BRIEF: Give all the data again exactly.

(Saved entries)

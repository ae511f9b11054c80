//! # 空间编排
//!
//! 空间级意图的执行引擎，四个域共用同一条骨架：
//!
//! 1. **校验**：非法入参在意图创建前被拒绝，绝不产生 PENDING
//! 2. **解析**：目录投影 → 域设备视图，按域语义做离线分区
//! 3. **登记**：创建空间级意图（目标为去重后的设备列表）
//! 4. **快照**：写前捕获撤销快照（失败只记日志）
//! 5. **选择**：纯函数角色选择（[`selection`]）生成目标动作
//! 6. **下发**：按设备批量写入平台，逐设备记录成败
//! 7. **收尾**：完成意图、落历史、广播状态变化
//!
//! 成功判定保持宽松：没有失败、或至少一台设备生效即算成功。

mod climate;
mod common;
mod covers;
mod error;
mod intent;
mod lighting;
mod media;
mod result;
pub mod selection;

pub use climate::ClimateOrchestrator;
pub use covers::CoversOrchestrator;
pub use error::OrchestrationError;
pub use intent::{
    ClimateIntent, CoversIntent, DEFAULT_POSITION_DELTA, LightingIntent, MediaIntent,
};
pub use lighting::LightingOrchestrator;
pub use media::MediaOrchestrator;
pub use result::ExecutionResult;
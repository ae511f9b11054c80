//! 窗帘域编排器。

use crate::common::{BatchBuilder, Core, partition_offline, target_device_ids};
use crate::intent::{CoversIntent, DEFAULT_POSITION_DELTA};
use crate::selection::select_covers;
use crate::{ExecutionResult, OrchestrationError};
use domain::{CoversMode, PropertyCategory, PropertyValue};
use hub_catalog::SpaceCatalog;
use hub_intents::{IntentRegistry, IntentType};
use hub_platform::{PlatformRegistry, PropertyCommand};
use hub_state::{CoverDevice, StateBus, StateEvent, resolve_covers};
use hub_timeseries::{HistoryStore, spawn_mode_change_write};
use hub_undo::UndoManager;
use serde_json::json;
use std::sync::Arc;
use tracing::info;

pub struct CoversOrchestrator {
    core: Core,
}

impl CoversOrchestrator {
    pub fn new(
        catalog: Arc<dyn SpaceCatalog>,
        intents: Arc<IntentRegistry>,
        platforms: Arc<PlatformRegistry>,
        history: Arc<dyn HistoryStore>,
        undo: Arc<UndoManager>,
        bus: StateBus,
    ) -> Self {
        Self {
            core: Core {
                catalog,
                intents,
                platforms,
                history,
                undo,
                bus,
            },
        }
    }

    /// 执行窗帘意图；空间不存在返回 None。
    pub async fn execute(
        &self,
        space_id: &str,
        intent: CoversIntent,
    ) -> Result<Option<ExecutionResult>, OrchestrationError> {
        intent.validate()?;
        if self.core.catalog.find_space(space_id).await?.is_none() {
            return Ok(None);
        }
        let covers = resolve_covers(self.core.catalog.as_ref(), space_id).await?;
        // 窗帘域 fail-closed：不在线一律跳过。
        let (online, offline_ids) =
            partition_offline(covers, |c| c.is_offline(), |c| c.device.id.as_str());

        let (intent_type, value) = match &intent {
            CoversIntent::Open => (IntentType::CoversOpen, json!({})),
            CoversIntent::Close => (IntentType::CoversClose, json!({})),
            CoversIntent::SetPosition { position } => {
                (IntentType::CoversSetPosition, json!({ "position": position }))
            }
            CoversIntent::PositionDelta { delta } => {
                (IntentType::CoversPositionDelta, json!({ "delta": delta }))
            }
            CoversIntent::SetMode { mode } => (IntentType::CoversSetMode, json!({ "mode": mode })),
        };
        let targets = target_device_ids(
            online.iter().map(|c| c.device.id.as_str()),
            &offline_ids,
        );
        let record = self
            .core
            .create_intent(intent_type, space_id, &targets, value);

        if online.is_empty() && !offline_ids.is_empty() {
            return Ok(Some(self.core.finish_all_offline(&record.id, offline_ids)));
        }
        if online.is_empty() {
            let result = self.core.finish(
                &record.id,
                Vec::new(),
                Vec::new(),
                false,
                Some("no covers in space".to_string()),
            );
            return Ok(Some(result));
        }

        self.core
            .capture_snapshot(space_id, intent_type.wire_name())
            .await;

        let batches = plan(&online, &intent);
        let results = self.core.dispatch(batches.into_batches()).await;
        let affected = results
            .iter()
            .filter(|r| r.status == hub_intents::TargetStatus::Success)
            .count() as u32;
        let failed = (results.len() as u32).saturating_sub(affected);
        let result = self
            .core
            .finish(&record.id, results, offline_ids, false, None);

        if result.success {
            if let CoversIntent::SetMode { mode } = &intent {
                spawn_mode_change_write(
                    self.core.history.clone(),
                    space_id.to_string(),
                    "covers.setMode",
                    record.id.clone(),
                    mode_name(*mode).to_string(),
                    targets.len() as u32,
                    affected,
                    failed,
                );
            }
            self.core.bus.publish(StateEvent::Covers {
                space_id: space_id.to_string(),
            });
            info!(
                target: "hub.orchestration",
                %space_id,
                intent_id = %result.intent_id,
                affected = result.affected_devices,
                "covers_intent_executed"
            );
        }
        Ok(Some(result))
    }
}

/// 意图 → 按设备分组的命令批。
fn plan(online: &[CoverDevice], intent: &CoversIntent) -> BatchBuilder {
    let mut batches = BatchBuilder::new();
    match intent {
        CoversIntent::Open => push_positions_or_command(&mut batches, online, 100.0, "open"),
        CoversIntent::Close => push_positions_or_command(&mut batches, online, 0.0, "close"),
        CoversIntent::SetPosition { position } => {
            for cover in online {
                if let Some(prop) = cover.channel.property(PropertyCategory::Position) {
                    batches.push(
                        &cover.device.id,
                        &cover.device.driver,
                        command(cover, &prop.id, PropertyValue::F64(prop.clamp(*position))),
                    );
                }
            }
        }
        CoversIntent::PositionDelta { delta } => {
            let delta = delta.unwrap_or(DEFAULT_POSITION_DELTA);
            for cover in online {
                let Some(prop) = cover.channel.property(PropertyCategory::Position) else {
                    continue;
                };
                let base = prop.number_value().unwrap_or(0.0);
                let next = prop.clamp((base + delta).clamp(0.0, 100.0));
                batches.push(
                    &cover.device.id,
                    &cover.device.driver,
                    command(cover, &prop.id, PropertyValue::F64(next)),
                );
            }
        }
        CoversIntent::SetMode { mode } => {
            let actions = select_covers(online, *mode);
            for (cover, action) in online.iter().zip(actions.iter()) {
                if let Some(prop) = cover.channel.property(PropertyCategory::Position) {
                    batches.push(
                        &cover.device.id,
                        &cover.device.driver,
                        command(
                            cover,
                            &prop.id,
                            PropertyValue::F64(prop.clamp(action.position)),
                        ),
                    );
                }
            }
        }
    }
    batches
}

/// 开/关：优先位置属性；无位置属性的窗帘退回 Command 属性。
fn push_positions_or_command(
    batches: &mut BatchBuilder,
    online: &[CoverDevice],
    position: f64,
    verb: &str,
) {
    for cover in online {
        if let Some(prop) = cover.channel.property(PropertyCategory::Position) {
            batches.push(
                &cover.device.id,
                &cover.device.driver,
                command(cover, &prop.id, PropertyValue::F64(prop.clamp(position))),
            );
        } else if let Some(prop) = cover.channel.property(PropertyCategory::Command) {
            batches.push(
                &cover.device.id,
                &cover.device.driver,
                command(cover, &prop.id, PropertyValue::String(verb.to_string())),
            );
        }
    }
}

fn command(cover: &CoverDevice, property_id: &str, value: PropertyValue) -> PropertyCommand {
    PropertyCommand {
        device_id: cover.device.id.clone(),
        channel_id: cover.channel.id.clone(),
        property_id: property_id.to_string(),
        value,
    }
}

fn mode_name(mode: CoversMode) -> &'static str {
    match mode {
        CoversMode::Open => "open",
        CoversMode::Closed => "closed",
        CoversMode::Privacy => "privacy",
    }
}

REPLY TO THE TASK:
repository ae511f9b11054c80
//! # 空间编排
//!
//! 空间级意图的执行引擎，四个域共用同一条骨架：
//!
//! 1. **校验**：非法入参在意图创建前被拒绝，绝不产生 PENDING
//! 2. **解析**：目录投影 → 域设备视图，按域语义做离线分区
//! 3. **登记**：创建空间级意图（目标为去重后的设备列表）
//! 4. **快照**：写前捕获撤销快照（失败只记日志）
//! 5. **选择**：纯函数角色选择（[`selection`]）生成目标动作
//! 6. **下发**：按设备批量写入平台，逐设备记录成败
//! 7. **收尾**：完成意图、落历史、广播状态变化
//!
//! 成功判定保持宽松：没有失败、或至少一台设备生效即算成功。

mod climate;
mod common;
mod covers;
mod error;
mod intent;
mod lighting;
mod media;
mod result;
pub mod selection;

pub use climate::ClimateOrchestrator;
pub use covers::CoversOrchestrator;
pub use error::OrchestrationError;
pub use intent::{
    ClimateIntent, CoversIntent, DEFAULT_POSITION_DELTA, LightingIntent, MediaIntent,
};
pub use lighting::LightingOrchestrator;
pub use media::MediaOrchestrator;
pub use result::ExecutionResult;
repository ae511f9b11054c80
//! 窗帘域编排器。

use crate::common::{BatchBuilder, Core, partition_offline, target_device_ids};
use crate::intent::{CoversIntent, DEFAULT_POSITION_DELTA};
use crate::selection::select_covers;
use crate::{ExecutionResult, OrchestrationError};
use domain::{CoversMode, PropertyCategory, PropertyValue};
use hub_catalog::SpaceCatalog;
use hub_intents::{IntentRegistry, IntentType};
use hub_platform::{PlatformRegistry, PropertyCommand};
use hub_state::{CoverDevice, StateBus, StateEvent, resolve_covers};
use hub_timeseries::{HistoryStore, spawn_mode_change_write};
use hub_undo::UndoManager;
use serde_json::json;
use std::sync::Arc;
use tracing::info;

pub struct CoversOrchestrator {
    core: Core,
}

impl CoversOrchestrator {
    pub fn new(
        catalog: Arc<dyn SpaceCatalog>,
        intents: Arc<IntentRegistry>,
        platforms: Arc<PlatformRegistry>,
        history: Arc<dyn HistoryStore>,
        undo: Arc<UndoManager>,
        bus: StateBus,
    ) -> Self {
        Self {
            core: Core {
                catalog,
                intents,
                platforms,
                history,
                undo,
                bus,
            },
        }
    }

    /// 执行窗帘意图；空间不存在返回 None。
    pub async fn execute(
        &self,
        space_id: &str,
        intent: CoversIntent,
    ) -> Result<Option<ExecutionResult>, OrchestrationError> {
        intent.validate()?;
        if self.core.catalog.find_space(space_id).await?.is_none() {
            return Ok(None);
        }
        let covers = resolve_covers(self.core.catalog.as_ref(), space_id).await?;
        // 窗帘域 fail-closed：不在线一律跳过。
        let (online, offline_ids) =
            partition_offline(covers, |c| c.is_offline(), |c| c.device.id.as_str());

        let (intent_type, value) = match &intent {
            CoversIntent::Open => (IntentType::CoversOpen, json!({})),
            CoversIntent::Close => (IntentType::CoversClose, json!({})),
            CoversIntent::SetPosition { position } => {
                (IntentType::CoversSetPosition, json!({ "position": position }))
            }
            CoversIntent::PositionDelta { delta } => {
                (IntentType::CoversPositionDelta, json!({ "delta": delta }))
            }
            CoversIntent::SetMode { mode } => (IntentType::CoversSetMode, json!({ "mode": mode })),
        };
        let targets = target_device_ids(
            online.iter().map(|c| c.device.id.as_str()),
            &offline_ids,
        );
        let record = self
            .core
            .create_intent(intent_type, space_id, &targets, value);

        if online.is_empty() && !offline_ids.is_empty() {
            return Ok(Some(self.core.finish_all_offline(&record.id, offline_ids)));
        }
        if online.is_empty() {
            let result = self.core.finish(
                &record.id,
                Vec::new(),
                Vec::new(),
                false,
                Some("no covers in space".to_string()),
            );
            return Ok(Some(result));
        }

        self.core
            .capture_snapshot(space_id, intent_type.wire_name())
            .await;

        let batches = plan(&online, &intent);
        let results = self.core.dispatch(batches.into_batches()).await;
        let affected = results
            .iter()
            .filter(|r| r.status == hub_intents::TargetStatus::Success)
            .count() as u32;
        let failed = (results.len() as u32).saturating_sub(affected);
        let result = self
            .core
            .finish(&record.id, results, offline_ids, false, None);

        if result.success {
            if let CoversIntent::SetMode { mode } = &intent {
                spawn_mode_change_write(
                    self.core.history.clone(),
                    space_id.to_string(),
                    "covers.setMode",
                    record.id.clone(),
                    mode_name(*mode).to_string(),
                    targets.len() as u32,
                    affected,
                    failed,
                );
            }
            self.core.bus.publish(StateEvent::Covers {
                space_id: space_id.to_string(),
            });
            info!(
                target: "hub.orchestration",
                %space_id,
                intent_id = %result.intent_id,
                affected = result.affected_devices,
                "covers_intent_executed"
            );
        }
        Ok(Some(result))
    }
}

/// 意图 → 按设备分组的命令批。
fn plan(online: &[CoverDevice], intent: &CoversIntent) -> BatchBuilder {
    let mut batches = BatchBuilder::new();
    match intent {
        CoversIntent::Open => push_positions_or_command(&mut batches, online, 100.0, "open"),
        CoversIntent::Close => push_positions_or_command(&mut batches, online, 0.0, "close"),
        CoversIntent::SetPosition { position } => {
            for cover in online {
                if let Some(prop) = cover.channel.property(PropertyCategory::Position) {
                    batches.push(
                        &cover.device.id,
                        &cover.device.driver,
                        command(cover, &prop.id, PropertyValue::F64(prop.clamp(*position))),
                    );
                }
            }
        }
        CoversIntent::PositionDelta { delta } => {
            let delta = delta.unwrap_or(DEFAULT_POSITION_DELTA);
            for cover in online {
                let Some(prop) = cover.channel.property(PropertyCategory::Position) else {
                    continue;
                };
                let base = prop.number_value().unwrap_or(0.0);
                let next = prop.clamp((base + delta).clamp(0.0, 100.0));
                batches.push(
                    &cover.device.id,
                    &cover.device.driver,
                    command(cover, &prop.id, PropertyValue::F64(next)),
                );
            }
        }
        CoversIntent::SetMode { mode } => {
            let actions = select_covers(online, *mode);
            for (cover, action) in online.iter().zip(actions.iter()) {
                if let Some(prop) = cover.channel.property(PropertyCategory::Position) {
                    batches.push(
                        &cover.device.id,
                        &cover.device.driver,
                        command(
                            cover,
                            &prop.id,
                            PropertyValue::F64(prop.clamp(action.position)),
                        ),
                    );
                }
            }
        }
    }
    batches
}

/// 开/关：优先位置属性；无位置属性的窗帘退回 Command 属性。
fn push_positions_or_command(
    batches: &mut BatchBuilder,
    online: &[CoverDevice],
    position: f64,
    verb: &str,
) {
    for cover in online {
        if let Some(prop) = cover.channel.property(PropertyCategory::Position) {
            batches.push(
                &cover.device.id,
                &cover.device.driver,
                command(cover, &prop.id, PropertyValue::F64(prop.clamp(position))),
            );
        } else if let Some(prop) = cover.channel.property(PropertyCategory::Command) {
            batches.push(
                &cover.device.id,
                &cover.device.driver,
                command(cover, &prop.id, PropertyValue::String(verb.to_string())),
            );
        }
    }
}

fn command(cover: &CoverDevice, property_id: &str, value: PropertyValue) -> PropertyCommand {
    PropertyCommand {
        device_id: cover.device.id.clone(),
        channel_id: cover.channel.id.clone(),
        property_id: property_id.to_string(),
        value,
    }
}

fn mode_name(mode: CoversMode) -> &'static str {
    match mode {
        CoversMode::Open => "open",
        CoversMode::Closed => "closed",
        CoversMode::Privacy => "privacy",
    }
}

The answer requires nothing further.